In contrast to the previous reviewer who was disappointed by her purchase, I didn't want this dictionary and I didn't buy it. It came bundled with my first-year Russian textbook. I assumed it was one of those inadequate little dual-language dictionaries that introductory students buy, carry around for a while, and then throw away.
I was wrong. The more I use it, the more I like it. Yes, it has all of the obvious limitations of a small, paperback foreign language dictionary. To me, the only disappointment is that it rarely gives the gender of Russian words, which makes life harder for first-year students. But in fairness, neither does the glossary of my Russian textbook. And my professor, who co-wrote the textbook, said that since gender is reasonably predictable in Russian based on the form of the word, it is both customary and reasonable to omit gender except in cases in which it isn't obvious.
Otherwise, this is an excellent reference book for beginning students. One way in which the publishers are unnecessarily hurting themselves is by describing it as a "new" Russian dictionary, implying that it is the first edition. It isn't. According to the copyright page, it is the sixth edition of a pocket dictionary that Oxford University Press has been publishing and updating since 1995. That's a huge advantage; I wouldn't want to use the first edition of any dictionary since the editors need time to get the bugs out.
I should mention one unusual feature of this dictionary that I particularly appreciate as a beginning student of Russian. The roots of Russian words are extremely useful to know, because a variety of words with similar meanings can share a root which is easy to identify and instantly aids in understanding an otherwise unfamiliar word. This dictionary does an excellent job of building on that concept.

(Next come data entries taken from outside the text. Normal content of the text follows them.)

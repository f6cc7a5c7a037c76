//! Workout session tracker
//!
//! `NoActiveWorkout -> InProgress` on start, back on finish. Logging a set
//! starts a rest countdown that is recomputed from its start timestamp.

use chrono::{DateTime, Utc};
use uuid::Uuid;

use crate::error::{TrackerError, TrackerResult};
use crate::models::{
    ActiveExercise, ActiveWorkout, RestTimer, Routine, WorkoutSet, WorkoutState, WorkoutStatus,
    REST_PRESETS,
};

/// Exercises a new routine starts with
pub const DEFAULT_ROUTINE_TEMPLATE: [&str; 3] = ["e1", "e2", "e3"];

impl RestTimer {
    /// Whole seconds left, never negative
    pub fn remaining_seconds(&self, now: DateTime<Utc>) -> u32 {
        let elapsed_ms = (now - self.started_at).num_milliseconds().max(0);
        let left_ms = self.duration_seconds as i64 * 1000 - elapsed_ms;
        if left_ms <= 0 {
            0
        } else {
            // round up so a countdown reads 60 until a full second passes
            ((left_ms + 999) / 1000) as u32
        }
    }

    pub fn is_finished(&self, now: DateTime<Utc>) -> bool {
        self.remaining_seconds(now) == 0
    }
}

impl WorkoutState {
    pub fn find_routine(&self, routine_id: &str) -> Option<&Routine> {
        self.routines.iter().find(|r| r.id == routine_id)
    }

    /// Begin a session of `routine_id`, one empty set list per exercise
    pub fn start_workout(&self, routine_id: &str, now: DateTime<Utc>) -> TrackerResult<Self> {
        if self.active_workout.is_some() {
            return Err(TrackerError::WorkoutAlreadyActive);
        }
        let routine = self
            .find_routine(routine_id)
            .ok_or_else(|| TrackerError::RoutineNotFound(routine_id.to_string()))?;

        let exercises = routine
            .exercises
            .iter()
            .map(|exercise_id| ActiveExercise {
                exercise_id: exercise_id.clone(),
                sets: Vec::new(),
            })
            .collect();

        tracing::info!(routine_id, routine = %routine.name, "Workout started");

        Ok(Self {
            active_workout: Some(ActiveWorkout {
                routine_id: routine.id.clone(),
                start_time: now,
                exercises,
                status: WorkoutStatus::Active,
                end_time: None,
            }),
            rest: None,
            ..self.clone()
        })
    }

    /// Append a completed set to the exercise at `exercise_index` and start
    /// the rest countdown
    pub fn log_set(
        &self,
        exercise_index: usize,
        weight: f64,
        reps: u32,
        now: DateTime<Utc>,
    ) -> TrackerResult<Self> {
        if !(weight.is_finite() && weight > 0.0) || reps == 0 {
            return Err(TrackerError::InvalidSet { weight, reps });
        }
        let mut active = self
            .active_workout
            .clone()
            .ok_or(TrackerError::NoActiveWorkout)?;

        let count = active.exercises.len();
        let slot = active
            .exercises
            .get_mut(exercise_index)
            .ok_or(TrackerError::ExerciseIndexOutOfRange {
                index: exercise_index,
                count,
            })?;

        slot.sets.push(WorkoutSet {
            id: Uuid::new_v4().to_string(),
            weight,
            reps,
            completed: true,
        });

        tracing::debug!(
            exercise = %slot.exercise_id,
            weight,
            reps,
            "Set logged"
        );

        Ok(Self {
            active_workout: Some(active),
            rest: Some(RestTimer {
                started_at: now,
                duration_seconds: self.rest_seconds,
            }),
            ..self.clone()
        })
    }

    /// Seconds left on the rest countdown, `None` when no countdown runs
    pub fn rest_remaining(&self, now: DateTime<Utc>) -> Option<u32> {
        self.rest
            .map(|rest| rest.remaining_seconds(now))
            .filter(|left| *left > 0)
    }

    pub fn skip_rest(&self) -> Self {
        Self {
            rest: None,
            ..self.clone()
        }
    }

    /// Pick a rest preset for future sets
    pub fn set_rest_duration(&self, seconds: u32) -> TrackerResult<Self> {
        if !REST_PRESETS.contains(&seconds) {
            return Err(TrackerError::InvalidRestDuration(seconds));
        }
        Ok(Self {
            rest_seconds: seconds,
            ..self.clone()
        })
    }

    /// Stamp the end time and move the session into history
    pub fn finish_workout(&self, now: DateTime<Utc>) -> TrackerResult<Self> {
        let active = self
            .active_workout
            .clone()
            .ok_or(TrackerError::NoActiveWorkout)?;

        let sets: usize = active.exercises.iter().map(|e| e.sets.len()).sum();
        tracing::info!(routine_id = %active.routine_id, sets, "Workout finished");

        let mut history = self.history.clone();
        history.push(ActiveWorkout {
            status: WorkoutStatus::Finished,
            end_time: Some(now),
            ..active
        });

        Ok(Self {
            history,
            active_workout: None,
            rest: None,
            ..self.clone()
        })
    }

    /// Add a routine seeded with the default exercise template
    pub fn create_routine(&self, name: &str) -> TrackerResult<(Self, Routine)> {
        let name = name.trim();
        if name.is_empty() {
            return Err(TrackerError::EmptyRoutineName);
        }
        let routine = Routine {
            id: format!("r{}", Uuid::new_v4().simple()),
            name: name.to_string(),
            exercises: DEFAULT_ROUTINE_TEMPLATE
                .iter()
                .map(|id| id.to_string())
                .collect(),
        };

        let mut routines = self.routines.clone();
        routines.push(routine.clone());
        Ok((
            Self {
                routines,
                ..self.clone()
            },
            routine,
        ))
    }
}

impl ActiveWorkout {
    /// Elapsed session time in milliseconds, measured to the end time once finished
    pub fn elapsed_ms(&self, now: DateTime<Utc>) -> i64 {
        let end = self.end_time.unwrap_or(now);
        (end - self.start_time).num_milliseconds().max(0)
    }

    /// Total weight moved across all sets
    pub fn volume(&self) -> f64 {
        self.exercises
            .iter()
            .flat_map(|e| e.sets.iter())
            .map(|s| s.weight * s.reps as f64)
            .sum()
    }
}

#[cfg(test)]
mod tests {
    use super::*;
    use chrono::{Duration, TimeZone};

    fn t0() -> DateTime<Utc> {
        Utc.with_ymd_and_hms(2026, 3, 4, 18, 0, 0).unwrap()
    }

    fn started() -> WorkoutState {
        WorkoutState::default().start_workout("r1", t0()).unwrap()
    }

    #[test]
    fn test_start_creates_empty_slots_in_order() {
        let state = started();
        let active = state.active_workout.unwrap();
        let ids: Vec<&str> = active
            .exercises
            .iter()
            .map(|e| e.exercise_id.as_str())
            .collect();
        assert_eq!(ids, vec!["e1", "e2", "e5", "e14"]);
        assert!(active.exercises.iter().all(|e| e.sets.is_empty()));
        assert_eq!(active.status, WorkoutStatus::Active);
        assert_eq!(active.start_time, t0());
    }

    #[test]
    fn test_start_rejections() {
        assert_eq!(
            WorkoutState::default().start_workout("nope", t0()),
            Err(TrackerError::RoutineNotFound("nope".into()))
        );
        assert_eq!(
            started().start_workout("r2", t0()),
            Err(TrackerError::WorkoutAlreadyActive)
        );
    }

    #[test]
    fn test_log_set() {
        let state = started().log_set(1, 135.0, 8, t0()).unwrap();
        let active = state.active_workout.as_ref().unwrap();
        assert!(active.exercises[0].sets.is_empty());
        assert_eq!(active.exercises[1].sets.len(), 1);

        let set = &active.exercises[1].sets[0];
        assert_eq!(set.weight, 135.0);
        assert_eq!(set.reps, 8);
        assert!(set.completed);
        assert!(!set.id.is_empty());

        assert_eq!(state.rest.unwrap().duration_seconds, 60);
    }

    #[test]
    fn test_log_set_rejects_invalid_input() {
        let state = started();
        assert_eq!(
            state.log_set(0, 0.0, 5, t0()),
            Err(TrackerError::InvalidSet {
                weight: 0.0,
                reps: 5
            })
        );
        assert!(matches!(
            state.log_set(0, 100.0, 0, t0()),
            Err(TrackerError::InvalidSet { .. })
        ));
        assert_eq!(
            state.log_set(4, 100.0, 5, t0()),
            Err(TrackerError::ExerciseIndexOutOfRange { index: 4, count: 4 })
        );
        assert_eq!(
            WorkoutState::default().log_set(0, 100.0, 5, t0()),
            Err(TrackerError::NoActiveWorkout)
        );
    }

    #[test]
    fn test_rest_countdown() {
        let state = started()
            .set_rest_duration(90)
            .unwrap()
            .log_set(0, 185.0, 5, t0())
            .unwrap();

        assert_eq!(state.rest_remaining(t0()), Some(90));
        assert_eq!(state.rest_remaining(t0() + Duration::seconds(30)), Some(60));
        assert_eq!(
            state.rest_remaining(t0() + Duration::milliseconds(89_500)),
            Some(1)
        );
        assert_eq!(state.rest_remaining(t0() + Duration::seconds(90)), None);
        assert_eq!(state.rest_remaining(t0() + Duration::seconds(500)), None);

        assert_eq!(state.skip_rest().rest, None);
    }

    #[test]
    fn test_set_rest_duration_presets_only() {
        assert_eq!(
            WorkoutState::default().set_rest_duration(45),
            Err(TrackerError::InvalidRestDuration(45))
        );
        let state = WorkoutState::default().set_rest_duration(120).unwrap();
        assert_eq!(state.rest_seconds, 120);
    }

    #[test]
    fn test_finish_moves_session_into_history() {
        let state = started().log_set(0, 95.0, 10, t0()).unwrap();
        let end = t0() + Duration::minutes(45);
        let done = state.finish_workout(end).unwrap();

        assert!(done.active_workout.is_none());
        assert!(done.rest.is_none());
        assert_eq!(done.history.len(), 1);

        let session = &done.history[0];
        assert_eq!(session.status, WorkoutStatus::Finished);
        assert_eq!(session.end_time, Some(end));
        assert_eq!(session.exercises, state.active_workout.unwrap().exercises);
        assert_eq!(session.elapsed_ms(end + Duration::hours(3)), 45 * 60 * 1000);
        assert_eq!(session.volume(), 950.0);

        assert_eq!(
            done.finish_workout(end),
            Err(TrackerError::NoActiveWorkout)
        );
    }

    #[test]
    fn test_create_routine() {
        let (state, routine) = WorkoutState::default()
            .create_routine("  Leg Day ")
            .unwrap();
        assert_eq!(routine.name, "Leg Day");
        assert_eq!(routine.exercises, vec!["e1", "e2", "e3"]);
        assert_eq!(state.routines.len(), 3);
        assert!(state.find_routine(&routine.id).is_some());

        assert_eq!(
            WorkoutState::default().create_routine("   "),
            Err(TrackerError::EmptyRoutineName)
        );
    }
}
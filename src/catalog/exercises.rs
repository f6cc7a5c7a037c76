//! Built-in exercise catalog

use crate::models::Exercise;

/// (id, name, category)
const EXERCISES: &[(&str, &str, &str)] = &[
    ("e1", "Bench Press", "Chest"),
    ("e2", "Squat", "Legs"),
    ("e3", "Deadlift", "Back"),
    ("e4", "Overhead Press", "Shoulders"),
    ("e5", "Pull Up", "Back"),
    ("e6", "Push Up", "Chest"),
    ("e7", "Dumbbell Row", "Back"),
    ("e8", "Lunge", "Legs"),
    ("e9", "Leg Press", "Legs"),
    ("e10", "Lat Pulldown", "Back"),
    ("e11", "Dumbbell Curl", "Biceps"),
    ("e12", "Tricep Extension", "Triceps"),
    ("e13", "Lateral Raise", "Shoulders"),
    ("e14", "Plank", "Core"),
    ("e15", "Crunch", "Core"),
    ("e16", "Calf Raise", "Legs"),
    ("e17", "Face Pull", "Shoulders"),
    ("e18", "Romanian Deadlift", "Legs"),
    ("e19", "Incline Bench Press", "Chest"),
    ("e20", "Leg Curl", "Legs"),
];

/// All built-in exercises in catalog order
pub fn exercises() -> Vec<Exercise> {
    EXERCISES
        .iter()
        .map(|(id, name, category)| Exercise {
            id: id.to_string(),
            name: name.to_string(),
            category: category.to_string(),
        })
        .collect()
}

/// Look up an exercise by id
pub fn find_exercise(id: &str) -> Option<Exercise> {
    exercises().into_iter().find(|e| e.id == id)
}

/// Display name for an exercise id, "Unknown" when the id is not in the catalog
pub fn exercise_name(id: &str) -> String {
    EXERCISES
        .iter()
        .find(|(eid, _, _)| *eid == id)
        .map(|(_, name, _)| name.to_string())
        .unwrap_or_else(|| "Unknown".to_string())
}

It is not uncommon to find three or four words with the same root defined under a single head word. (Just to be clear, most head words have only one definition.) It is easy to spot the word you are looking for, but at the same time you are getting a very helpful 10 second lesson in etymology -- seeing how a variety of Russian words closely relate to one another.

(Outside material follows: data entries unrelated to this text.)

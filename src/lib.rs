//! TriFit Library
//!
//! Core functionality for nutrition, fasting and workout tracking.

pub mod build_info;
pub mod catalog;
pub mod config;
pub mod db;
pub mod error;
pub mod mcp;
pub mod models;
pub mod nutrition;
pub mod store;
pub mod tools;
pub mod tracking;
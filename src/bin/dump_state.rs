//! Utility to print the stored state tree as JSON
//!
//! Loads through the state store, so the output shows the tree after the
//! shape upgrade and the daily reset. Pass `--raw` for the blob as stored.

use trifit::config::Config;
use trifit::db::{migrations, Database};
use trifit::store::{local_today, StateStore};

fn main() -> Result<(), Box<dyn std::error::Error>> {
    let config = Config::from_env()?;
    let raw = std::env::args().any(|arg| arg == "--raw");

    eprintln!("Database path: {}", config.database_path.display());
    if !config.database_path.exists() {
        return Err(format!("No database at {}", config.database_path.display()).into());
    }

    let database = Database::new(&config.database_path)?;
    database.with_conn(migrations::run_migrations)?;
    let store = StateStore::new(database);

    if raw {
        match store.raw()? {
            Some(blob) => println!("{}", blob),
            None => eprintln!("No state stored yet"),
        }
    } else {
        let state = store.load(local_today())?;
        println!("{}", serde_json::to_string_pretty(&state)?);
    }

    Ok(())
}
//! Shared handle for host-owned engine state.
//!
//! ## Usage
//!
//! Hosts keep the controller in a [`Shared`] handle and access it with
//! `with`/`with_mut` from event handlers; clones refer to the same value.

use std::sync::Arc;

use parking_lot::RwLock;

/// Cloneable shared handle around a value.
#[derive(Debug)]
pub struct Shared<T> {
    inner: Arc<RwLock<T>>,
}

impl<T> Shared<T> {
    /// Wraps a value in a new shared handle.
    pub fn new(value: T) -> Self {
        Self {
            inner: Arc::new(RwLock::new(value)),
        }
    }

    /// Reads the value through a closure.
    pub fn with<R>(&self, f: impl FnOnce(&T) -> R) -> R {
        f(&self.inner.read())
    }

    /// Mutates the value through a closure.
    pub fn with_mut<R>(&self, f: impl FnOnce(&mut T) -> R) -> R {
        f(&mut self.inner.write())
    }
}

impl<T> Clone for Shared<T> {
    fn clone(&self) -> Self {
        Self {
            inner: Arc::clone(&self.inner),
        }
    }
}

impl<T> PartialEq for Shared<T> {
    fn eq(&self, other: &Self) -> bool {
        Arc::ptr_eq(&self.inner, &other.inner)
    }
}

impl<T> Eq for Shared<T> {}

#[cfg(test)]
mod tests {
    use super::*;

    #[test]
    fn test_clones_share_the_value() {
        let a = Shared::new(1);
        let b = a.clone();
        b.with_mut(|value| *value += 1);
        assert_eq!(a.with(|value| *value), 2);
        assert_eq!(a, b);
        assert_ne!(a, Shared::new(2));
    }
}
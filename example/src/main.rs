//! Headless demo of the calendar navigation engine.
//!
//! Drives a scripted session through the controller: selects dates, drags
//! the surface past the snap threshold, cancels a gesture, toggles the mode,
//! and prints the month grid with day markers. Run with
//! `RUST_LOG=agenda_calendar=trace` to watch the engine's own diagnostics.

use std::sync::Arc;

use agenda_calendar::{
    CalendarController, CalendarLayout, CalendarMode, CalendarState, Shared, date_grid,
};
use chrono::{Datelike, NaiveDate};
use tracing::info;
use tracing_subscriber::EnvFilter;

fn main() {
    tracing_subscriber::fmt()
        .with_env_filter(EnvFilter::try_from_default_env().unwrap_or_else(|_| EnvFilter::new("info")))
        .init();

    let calendar = Shared::new(CalendarController::new(CalendarLayout::default()));

    calendar.with_mut(|calendar| {
        calendar.subscribe(|state: &CalendarState| {
            info!(
                title = %state.title,
                mode = ?state.mode,
                progress = state.drag_progress,
                "snapshot"
            );
        });
        calendar.on_mode_changed(|mode: &CalendarMode| {
            info!(?mode, "host relayouts siblings");
        });
        // A toy reminder store: items on Mondays and on the 15th.
        calendar.set_item_source(Arc::new(|day: NaiveDate| {
            day.weekday().num_days_from_monday() == 0 || day.day() == 15
        }));
    });

    info!("-- tap a day in the visible week");
    let in_week = calendar.with(|calendar| calendar.state().focused_week.days()[3]);
    calendar.with_mut(|calendar| calendar.select(in_week));

    info!("-- drag down past a third of the travel, release");
    calendar.with_mut(|calendar| {
        for translation in [30.0, 75.0, 120.0] {
            calendar.update_drag(translation);
        }
        calendar.end_drag();
    });

    info!("-- start collapsing, then the recognizer cancels");
    calendar.with_mut(|calendar| {
        calendar.update_drag(-20.0);
        calendar.cancel_drag();
    });

    info!("-- tap the capsule to collapse back to the week strip");
    calendar.with_mut(|calendar| calendar.toggle_mode());

    print_month(&calendar);
}

fn print_month(calendar: &Shared<CalendarController>) {
    calendar.with(|calendar| {
        let [_, month, _] = calendar.month_carousel();
        println!("\n{}", calendar.state().title);
        println!("{}", date_grid::weekday_symbols().join(" "));
        for week in month.weeks() {
            let row: Vec<String> = week
                .days()
                .iter()
                .map(|day| {
                    let marker = if calendar.day_has_items(*day) { "*" } else { " " };
                    if month.is_own_day(*day) {
                        format!("{:>2}{marker}", day.day())
                    } else {
                        format!("  {marker}")
                    }
                })
                .collect();
            println!("{}", row.join(" "));
        }
    });
}
//! Calendar navigation engine for agenda-style reminder apps.
//!
//! The engine owns the single source of truth for a calendar surface: the
//! selected date, the focused week, the derived title, and the continuous
//! drag progress that morphs the surface between a compact week strip and an
//! expanded month grid. Hosts forward raw gesture input and render from the
//! published [`CalendarState`](state::CalendarState) snapshots; the engine
//! performs no I/O and never blocks.
//!
//! # Usage
//!
//! ```
//! use agenda_calendar::{CalendarController, CalendarLayout, CalendarState};
//! use chrono::NaiveDate;
//!
//! let today = NaiveDate::from_ymd_opt(2025, 10, 24).unwrap();
//! let mut calendar = CalendarController::anchored(today, CalendarLayout::default());
//!
//! calendar.subscribe(|state: &CalendarState| {
//!     println!("{} ({:?})", state.title, state.mode);
//! });
//!
//! // A vertical drag past a third of the travel distance snaps to month mode.
//! calendar.update_drag(130.0);
//! calendar.end_drag();
//! ```
#![deny(missing_docs, clippy::unwrap_used)]

mod animation;

pub mod callback;
pub mod controller;
pub mod date_grid;
pub mod item_source;
pub mod layout;
pub mod month;
pub mod morph;
pub mod shared;
pub mod state;
pub mod week;

pub use callback::CallbackWith;
pub use controller::CalendarController;
pub use item_source::{ItemSource, ItemSourceError};
pub use layout::{CalendarDefaults, CalendarLayout};
pub use month::Month;
pub use morph::{MorphEngine, MorphTimeline};
pub use shared::Shared;
pub use state::{CalendarMode, CalendarState};
pub use week::{RelativeOrder, Week};
//! Layout configuration for the week/month morph.
//!
//! ## Usage
//!
//! Hosts describe their calendar sizing once and hand it to the controller;
//! the engine derives the expanded month height and the drag travel distance
//! from it.

use std::time::Duration;

use derive_setters::Setters;

/// Default layout values for the calendar surface.
pub struct CalendarDefaults;

impl CalendarDefaults {
    /// Height of a single week row in the host's logical units.
    pub const WEEK_ROW_HEIGHT: f32 = 48.0;
    /// Number of rows the expanded month surface is sized for.
    pub const EXPANDED_MONTH_ROWS: u32 = 5;
    /// Duration of the snap/toggle morph animation.
    pub const MORPH_DURATION: Duration = Duration::from_millis(300);
}

/// Host-supplied sizing constants for the calendar surface.
///
/// The expanded month height is always `week_row_height *
/// expanded_month_rows`, regardless of how many rows the currently visible
/// month lays out.
#[derive(Clone, Copy, Debug, PartialEq, Setters)]
pub struct CalendarLayout {
    /// Height of a single week row in the host's logical units.
    pub week_row_height: f32,
    /// Number of rows the expanded month surface is sized for.
    pub expanded_month_rows: u32,
}

impl Default for CalendarLayout {
    fn default() -> Self {
        Self {
            week_row_height: CalendarDefaults::WEEK_ROW_HEIGHT,
            expanded_month_rows: CalendarDefaults::EXPANDED_MONTH_ROWS,
        }
    }
}

impl CalendarLayout {
    /// Height of the fully collapsed (week mode) surface.
    pub fn week_height(&self) -> f32 {
        self.week_row_height
    }

    /// Height of the fully expanded (month mode) surface.
    pub fn month_height(&self) -> f32 {
        self.week_row_height * self.expanded_month_rows as f32
    }

    /// Total vertical travel of the morph gesture.
    pub fn travel(&self) -> f32 {
        self.month_height() - self.week_height()
    }
}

I confess that pretty soon after starting Russian I bought a second-hand copy of an older edition of the large Oxford Russian Dictionary from a third-party seller on amazon for help with the gender of unusual Russian words and with writing in Russian and translations from English into Russian, which require far more depth than any pocket dictionary can offer and which apparently led to the previous reviewer's negative review. But for most routine classroom work, I reach for this one first. It's easy to carry around, easy to use, and packed with useful information.